The only place that looked appropriate to bike and run our dog was the Queen Valley road. This road makes a loop of about 5 miles. We parked at the Barker Dam parking lot and leisurely rode the loop. We were pleased we only saw a couple of cars. Afterword we changed again and took the hike to Wall Street Mill. This place was really cool. Some really old relics were left. Vehicles and equipment were scattered around an old gold mill. Lots of photographic opportunities.
|Old Truck II|
|Climbers on Shark Fin|
Kristi retired, and I got out my camera again. I headed over to the arch for some light painting, and milky way photography.

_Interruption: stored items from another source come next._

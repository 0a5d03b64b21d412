// galaxy.rs - Rotating spiral galaxy
//
// Stars are point sprites in projection space; only their x/y change per
// frame, so colour, depth and size are written once and the whole buffer is
// re-uploaded each frame. The scene opens tilted and zoomed out and settles
// face-on over the first ~90 frames.

use glam::{Mat4, Vec3};

use super::{FrameDelay, FrameState, Scene, check_screen};
use crate::config::GalaxyProfile;
use crate::error::ConfigError;
use crate::math::{Random, WHITE, lerp};
use crate::render::{MeshId, ProgramId, Quad, Renderer, Stage, TextureId};
use crate::sim::{GALAXY_RADIUS, Star};
use crate::vertex::{StarVertex, as_bytes};

/// Degrees of tilt unwound per frame during the intro.
const INTRO_STEP: f32 = 0.4;
/// Tilt-to-zoom ratio of the intro.
const INTRO_ZOOM: f32 = 68.0;
/// Light glow texture size in pixels.
const LIGHT_SIZE: f32 = 512.0;

pub struct GalaxyScene {
    profile: GalaxyProfile,
    width: u32,
    height: u32,
    stars: Vec<Star>,
    vertices: Vec<StarVertex>,
    /// Current tilt, degrees.
    angle: f32,
    /// Current zoom-out, 0 when settled.
    distance: f32,
    rng: Random,
}

impl GalaxyScene {
    pub fn new(
        profile: GalaxyProfile,
        width: u32,
        height: u32,
        seed: u64,
    ) -> Result<Self, ConfigError> {
        profile.validate()?;
        check_screen(width, height)?;
        let mut scene = Self {
            angle: profile.intro_angle,
            distance: 0.55,
            profile,
            width,
            height,
            stars: Vec::new(),
            vertices: Vec::new(),
            rng: Random::seeded(seed),
        };
        scene.populate();
        log::debug!("galaxy scene {width}x{height}, {} stars", scene.stars.len());
        Ok(scene)
    }

    pub fn stars(&self) -> &[Star] {
        &self.stars
    }

    /// Current tilt and zoom-out of the intro.
    pub fn intro(&self) -> (f32, f32) {
        (self.angle, self.distance)
    }

    fn populate(&mut self) {
        let scale = GALAXY_RADIUS / (self.width as f32 * 0.5);
        let rng = &mut self.rng;
        let (stars, vertices): (Vec<Star>, Vec<StarVertex>) =
            (0..self.profile.star_count).map(|_| Star::random(scale, rng)).unzip();
        self.stars = stars;
        self.vertices = vertices;
    }

    fn model_matrix(&self) -> Mat4 {
        Mat4::from_translation(Vec3::new(0.0, 0.0, 10.0 - 6.0 * self.distance))
            * Mat4::from_scale(Vec3::new(6.6, 6.0, 1.0))
            * Mat4::from_axis_angle(Vec3::new(1.0, 0.5, 0.0).normalize(), self.angle.to_radians())
    }

    fn draw_space(&self, out: &mut dyn Renderer) {
        let (w, h) = (self.width as f32, self.height as f32);
        out.bind_texture(ProgramId::Background, TextureId::Space);
        out.set_color(WHITE);
        out.draw_quad(&Quad::textured(0.0, 0.0, w, h, 2.0));
    }

    fn draw_stars(&mut self, x_shift: f32, out: &mut dyn Renderer) {
        out.bind_program(Stage::Vertex, ProgramId::Stars);
        out.bind_program(Stage::Fragment, ProgramId::Stars);
        out.bind_program(Stage::Store, ProgramId::Flare);
        out.bind_texture(ProgramId::Stars, TextureId::Flares);
        out.load_model_matrix(&self.model_matrix());

        for (star, vertex) in self.stars.iter_mut().zip(&mut self.vertices) {
            star.orbit(x_shift, vertex);
        }
        out.upload(MeshId::Stars, as_bytes(&self.vertices));
        out.draw_mesh_range(MeshId::Stars, 0, self.vertices.len() as u32);
    }

    fn draw_light(&self, x_shift: f32, out: &mut dyn Renderer) {
        out.bind_program(Stage::Vertex, ProgramId::Stars);
        out.bind_program(Stage::Fragment, ProgramId::Background);
        out.bind_texture(ProgramId::Background, TextureId::Light);

        let mut scale = LIGHT_SIZE / self.width as f32;
        let x = -scale + x_shift - scale * 0.05;
        let y = -scale;
        scale *= 2.0;
        out.draw_quad(&Quad::textured(x, y, x + scale * 1.1, y + scale, 1.0));
    }
}

impl Scene for GalaxyScene {
    fn resize(&mut self, width: u32, height: u32) -> Result<(), ConfigError> {
        check_screen(width, height)?;
        self.width = width;
        self.height = height;
        self.populate();
        log::debug!("galaxy scene resized to {width}x{height}");
        Ok(())
    }

    fn frame(&mut self, state: &mut FrameState, out: &mut dyn Renderer) -> FrameDelay {
        state.take_tap();
        let x_shift = lerp(1.0, -1.0, state.x_offset);

        out.bind_program(Stage::Vertex, ProgramId::Ortho);
        out.bind_program(Stage::Fragment, ProgramId::Background);
        out.bind_program(Stage::Store, ProgramId::Solid);
        self.draw_space(out);
        self.draw_stars(x_shift, out);
        self.draw_light(x_shift, out);

        if state.preview {
            self.angle = 0.0;
            self.distance = 0.0;
        } else if self.angle > 0.0 {
            self.angle -= INTRO_STEP;
            self.distance = self.angle / INTRO_ZOOM;
        }

        FrameDelay::from_millis(self.profile.frame_delay_ms)
    }
}

#[cfg(test)]
mod tests {
    use super::*;
    use crate::render::{Command, CommandLog};

    fn small() -> GalaxyProfile {
        GalaxyProfile { star_count: 64, ..Default::default() }
    }

    #[test]
    fn intro_unwinds_then_stops() {
        let mut scene = GalaxyScene::new(small(), 480, 800, 2).unwrap();
        assert_eq!(scene.intro(), (37.0, 0.55));
        let mut state = FrameState::new(480, 800);
        let mut log = CommandLog::new();
        scene.frame(&mut state, &mut log);
        let (angle, distance) = scene.intro();
        assert!((angle - 36.6).abs() < 1e-4);
        assert!((distance - 36.6 / 68.0).abs() < 1e-4);

        for _ in 0..200 {
            scene.frame(&mut state, &mut log);
        }
        let (angle, _) = scene.intro();
        assert!(angle <= 0.0 && angle > -INTRO_STEP);
    }

    #[test]
    fn preview_skips_intro() {
        let mut scene = GalaxyScene::new(small(), 480, 800, 2).unwrap();
        let mut state = FrameState::new(480, 800);
        state.preview = true;
        scene.frame(&mut state, &mut CommandLog::new());
        assert_eq!(scene.intro(), (0.0, 0.0));
    }

    #[test]
    fn frame_uploads_all_stars() {
        let mut scene = GalaxyScene::new(small(), 480, 800, 2).unwrap();
        let mut log = CommandLog::new();
        let delay = scene.frame(&mut FrameState::new(480, 800), &mut log);
        assert_eq!(delay, FrameDelay::Asap);
        assert_eq!(log.last_upload(MeshId::Stars).unwrap().len(), 64 * 20);
        assert!(log.commands.contains(&Command::MeshRange(MeshId::Stars, 0, 64)));
    }

    #[test]
    fn light_quad_follows_offset() {
        let scene = GalaxyScene::new(small(), 512, 800, 2).unwrap();
        let mut log = CommandLog::new();
        scene.draw_light(1.0, &mut log);
        let quad = log.commands.iter().find_map(|c| match c {
            Command::Quad(q) => Some(*q),
            _ => None,
        });
        let corners = quad.unwrap().0;
        assert!((corners[0].x - (-1.0 + 1.0 - 0.05)).abs() < 1e-6);
        assert!((corners[1].x - corners[0].x - 2.2).abs() < 1e-6);
        assert_eq!(corners[0].y, -1.0);
    }
}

I had set up a fill light behind the arch, and was reflecting a lamp off the back wall to light paint the arch, when another photographer showed up. I was there for about another half hour, and bid the other chap good evening, happy with my results. The fire was barely going when I returned, so I threw on another log and stood by until there were just coals. What a pleasant Christmas.
|White Granite Arch Milky Way|
On the way out the south entrance we stopped at the remainder of the attractions. A cholla forest and a palm tree and cottonwood oasis. Our last hike for the trip found us on top of Mastodon Peak. After lunch we set the cruise control and made it home just in time... For happy hour.